De Gaulle, 1940 yazında Londra’daki ekibiyle ilgili bir örnekle karşı karşıya kaldığında, bu tür korkulara klasik bir cevap vermişti. Londra’ya gelenlerden biri, eski bir dergi editörü olan Georges Boris’ti; aynı zamanda Yahudi başbakan ve Halk Cephesi’nin (merkez ve sol partilerden oluşan, 1935’te iktidara gelen koalisyon) lideri olan Leon Blum’un da yakın danışmanlarındandı. Boris de Yahudi’ydi. Savaş başladığında 52 yaşındaydı. Buna rağmen er olarak orduya yazılmış ve bir irtibat noktasındaki bir Britanya topçu birliğine verilmişti. Dunkirk’ten
tahliye edildi ve Londra’ya geldi.

De Gaulle’ün ekibine katılmak için başvuruda bulundu. Geçmişinden dolayı geri çevrildi, zira sosyalist, Blum’un dostu ve Yahudi’ydi.

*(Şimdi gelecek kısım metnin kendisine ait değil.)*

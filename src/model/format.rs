//! Segment and block formats.
//!
//! Formats are plain values independent from DOM styling. The converters map
//! them to and from tags, attributes and inline CSS:
//!
//! - [`TextStyle`]: bitflags for bold, italic, underline, strikethrough
//! - [`SegmentFormat`]: text style plus font and colors
//! - [`BlockFormat`]: direction, alignment and indentation of a block
//!
//! # Examples
//!
//! ```
//! use contentmodel_rust::model::{SegmentFormat, TextStyle};
//!
//! let heading = SegmentFormat::default().with_bold().with_font_size("20px");
//! let merged = heading.merge(&SegmentFormat::default().with_italic());
//! assert!(merged.style.contains(TextStyle::BOLD | TextStyle::ITALIC));
//! ```

use bitflags::bitflags;
use serde::{Deserialize, Serialize};

bitflags! {
    /// Boolean text decorations.
    #[derive(Clone, Copy, Debug, Default, PartialEq, Eq, Hash, Serialize, Deserialize)]
    pub struct TextStyle: u8 {
        const BOLD          = 0x01;
        const ITALIC        = 0x02;
        const UNDERLINE     = 0x04;
        const STRIKETHROUGH = 0x08;
    }
}

/// Format carried by every segment.
#[derive(Clone, Debug, Default, PartialEq, Eq, Hash, Serialize, Deserialize)]
#[serde(rename_all = "camelCase")]
pub struct SegmentFormat {
    #[serde(default, skip_serializing_if = "TextStyle::is_empty")]
    pub style: TextStyle,
    #[serde(default, skip_serializing_if = "Option::is_none")]
    pub font_family: Option<String>,
    #[serde(default, skip_serializing_if = "Option::is_none")]
    pub font_size: Option<String>,
    #[serde(default, skip_serializing_if = "Option::is_none")]
    pub text_color: Option<String>,
    #[serde(default, skip_serializing_if = "Option::is_none")]
    pub background_color: Option<String>,
}

impl SegmentFormat {
    /// Return a copy with `style` flags added.
    #[must_use]
    pub fn with_style(mut self, style: TextStyle) -> Self {
        self.style |= style;
        self
    }

    #[must_use]
    pub fn with_bold(self) -> Self {
        self.with_style(TextStyle::BOLD)
    }

    #[must_use]
    pub fn with_italic(self) -> Self {
        self.with_style(TextStyle::ITALIC)
    }

    #[must_use]
    pub fn with_underline(self) -> Self {
        self.with_style(TextStyle::UNDERLINE)
    }

    #[must_use]
    pub fn with_font_family(mut self, family: &str) -> Self {
        self.font_family = Some(family.to_string());
        self
    }

    #[must_use]
    pub fn with_font_size(mut self, size: &str) -> Self {
        self.font_size = Some(size.to_string());
        self
    }

    #[must_use]
    pub fn with_text_color(mut self, color: &str) -> Self {
        self.text_color = Some(color.to_string());
        self
    }

    /// Check if this format has any non-default properties.
    #[must_use]
    pub fn is_empty(&self) -> bool {
        self.style.is_empty()
            && self.font_family.is_none()
            && self.font_size.is_none()
            && self.text_color.is_none()
            && self.background_color.is_none()
    }

    /// Merge two formats, with `other` taking precedence for set values.
    #[must_use]
    pub fn merge(&self, other: &Self) -> Self {
        Self {
            style: self.style | other.style,
            font_family: other.font_family.clone().or_else(|| self.font_family.clone()),
            font_size: other.font_size.clone().or_else(|| self.font_size.clone()),
            text_color: other.text_color.clone().or_else(|| self.text_color.clone()),
            background_color: other
                .background_color
                .clone()
                .or_else(|| self.background_color.clone()),
        }
    }

    /// Apply the effect of an inline formatting tag (`b`, `em`, `u`, ...).
    ///
    /// Returns false for tags that carry no segment format.
    pub fn apply_tag(&mut self, tag: &str) -> bool {
        let flag = match tag {
            "b" | "strong" => TextStyle::BOLD,
            "i" | "em" => TextStyle::ITALIC,
            "u" => TextStyle::UNDERLINE,
            "s" | "strike" | "del" => TextStyle::STRIKETHROUGH,
            _ => return false,
        };
        self.style |= flag;
        true
    }

    /// Apply the segment-related declarations of an inline CSS string.
    pub fn apply_css(&mut self, css: &str) {
        for (name, value) in css_declarations(css) {
            match name.as_str() {
                "font-weight" => {
                    let bold = matches!(value.as_str(), "bold" | "bolder" | "600" | "700" | "800" | "900");
                    self.style.set(TextStyle::BOLD, bold);
                }
                "font-style" => self.style.set(TextStyle::ITALIC, value == "italic"),
                "text-decoration" | "text-decoration-line" => {
                    self.style.set(TextStyle::UNDERLINE, value.contains("underline"));
                    self.style
                        .set(TextStyle::STRIKETHROUGH, value.contains("line-through"));
                }
                "font-family" => self.font_family = Some(value),
                "font-size" => self.font_size = Some(value),
                "color" => self.text_color = Some(value),
                "background-color" => self.background_color = Some(value),
                _ => {}
            }
        }
    }

    /// Inline CSS for this format. Empty when the format is empty.
    #[must_use]
    pub fn to_css(&self) -> String {
        let mut parts: Vec<String> = Vec::new();
        if let Some(family) = &self.font_family {
            parts.push(format!("font-family:{family}"));
        }
        if let Some(size) = &self.font_size {
            parts.push(format!("font-size:{size}"));
        }
        if self.style.contains(TextStyle::BOLD) {
            parts.push("font-weight:bold".to_string());
        }
        if self.style.contains(TextStyle::ITALIC) {
            parts.push("font-style:italic".to_string());
        }
        let decoration = match (
            self.style.contains(TextStyle::UNDERLINE),
            self.style.contains(TextStyle::STRIKETHROUGH),
        ) {
            (true, true) => Some("underline line-through"),
            (true, false) => Some("underline"),
            (false, true) => Some("line-through"),
            (false, false) => None,
        };
        if let Some(decoration) = decoration {
            parts.push(format!("text-decoration:{decoration}"));
        }
        if let Some(color) = &self.text_color {
            parts.push(format!("color:{color}"));
        }
        if let Some(color) = &self.background_color {
            parts.push(format!("background-color:{color}"));
        }
        parts.join(";")
    }
}

/// Base direction of a block.
#[derive(Clone, Copy, Debug, PartialEq, Eq, Hash, Serialize, Deserialize)]
#[serde(rename_all = "camelCase")]
pub enum Direction {
    Ltr,
    Rtl,
}

impl Direction {
    #[must_use]
    pub const fn as_str(self) -> &'static str {
        match self {
            Self::Ltr => "ltr",
            Self::Rtl => "rtl",
        }
    }

    #[must_use]
    pub fn parse(value: &str) -> Option<Self> {
        match value.trim().to_ascii_lowercase().as_str() {
            "ltr" => Some(Self::Ltr),
            "rtl" => Some(Self::Rtl),
            _ => None,
        }
    }
}

/// Format carried by blocks and table cells.
#[derive(Clone, Debug, Default, PartialEq, Eq, Hash, Serialize, Deserialize)]
#[serde(rename_all = "camelCase")]
pub struct BlockFormat {
    /// Written as the `dir` attribute.
    #[serde(default, skip_serializing_if = "Option::is_none")]
    pub direction: Option<Direction>,
    #[serde(default, skip_serializing_if = "Option::is_none")]
    pub text_align: Option<String>,
    #[serde(default, skip_serializing_if = "Option::is_none")]
    pub margin_left: Option<String>,
}

impl BlockFormat {
    #[must_use]
    pub fn is_empty(&self) -> bool {
        self.direction.is_none() && self.text_align.is_none() && self.margin_left.is_none()
    }

    pub fn apply_css(&mut self, css: &str) {
        for (name, value) in css_declarations(css) {
            match name.as_str() {
                "text-align" => self.text_align = Some(value),
                "margin-left" => self.margin_left = Some(value),
                "direction" => self.direction = Direction::parse(&value),
                _ => {}
            }
        }
    }

    /// Inline CSS for the alignment and indentation parts.
    #[must_use]
    pub fn to_css(&self) -> String {
        let mut parts: Vec<String> = Vec::new();
        if let Some(align) = &self.text_align {
            parts.push(format!("text-align:{align}"));
        }
        if let Some(margin) = &self.margin_left {
            parts.push(format!("margin-left:{margin}"));
        }
        parts.join(";")
    }
}

/// Split `a:b; c:d` into lower-cased names and trimmed values.
fn css_declarations(css: &str) -> impl Iterator<Item = (String, String)> + '_ {
    css.split(';').filter_map(|declaration| {
        let (name, value) = declaration.split_once(':')?;
        let name = name.trim().to_ascii_lowercase();
        let value = value.trim();
        if name.is_empty() || value.is_empty() {
            None
        } else {
            Some((name, value.to_string()))
        }
    })
}

/// Whether an inline CSS string contains segment-level declarations.
#[must_use]
pub fn has_segment_css(css: &str) -> bool {
    let mut format = SegmentFormat::default();
    format.apply_css(css);
    !format.is_empty()
}

#[cfg(test)]
mod tests {
    use super::*;

    #[test]
    fn test_css_round_trip() {
        let format = SegmentFormat::default()
            .with_bold()
            .with_underline()
            .with_style(TextStyle::STRIKETHROUGH)
            .with_font_family("Arial")
            .with_text_color("red");
        let css = format.to_css();
        assert_eq!(
            css,
            "font-family:Arial;font-weight:bold;text-decoration:underline line-through;color:red"
        );

        let mut parsed = SegmentFormat::default();
        parsed.apply_css(&css);
        assert_eq!(parsed, format);
    }

    #[test]
    fn test_explicit_normal_weight_clears_inherited_bold() {
        let mut format = SegmentFormat::default().with_bold();
        format.apply_css("font-weight: normal");
        assert!(!format.style.contains(TextStyle::BOLD));
    }

    #[test]
    fn test_apply_tag() {
        let mut format = SegmentFormat::default();
        assert!(format.apply_tag("strong"));
        assert!(format.apply_tag("em"));
        assert!(!format.apply_tag("span"));
        assert_eq!(format.style, TextStyle::BOLD | TextStyle::ITALIC);
    }

    #[test]
    fn test_merge_precedence() {
        let base = SegmentFormat::default().with_font_size("10pt").with_bold();
        let overlay = SegmentFormat::default().with_font_size("12pt");
        let merged = base.merge(&overlay);
        assert_eq!(merged.font_size.as_deref(), Some("12pt"));
        assert!(merged.style.contains(TextStyle::BOLD));
    }

    #[test]
    fn test_block_format_css() {
        let mut format = BlockFormat::default();
        format.apply_css("text-align: center; margin-left: 40px; color: red");
        assert_eq!(format.text_align.as_deref(), Some("center"));
        assert_eq!(format.to_css(), "text-align:center;margin-left:40px");
        assert!(has_segment_css("color: red"));
        assert!(!has_segment_css("text-align: center"));
    }

    #[test]
    fn test_serde_skips_defaults() {
        let json = serde_json::to_string(&SegmentFormat::default()).unwrap();
        assert_eq!(json, "{}");
    }
}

De Gaulle meseleyi duyduğunda sert bir açıklama yaptı: “Boris Yahudi, Leon Blum’un partizanı ve daha birçok şey olabilir. Fakat ben tek bir şey görüyorum. O 52 yaşında savaşmak için askere yazılan bir Fransız. Flanders’te savaştı ve şimdi Fransa için mücadeleye devam etmek için bize katılmak istiyor. Bu benim için yeterli. Ben sadece iki kategori Fransız bilirim: Görevlerini yapanlar ve yapmayanlar.” Sarkozy bir De Gaulle’cü, fakat De Gaulle değil.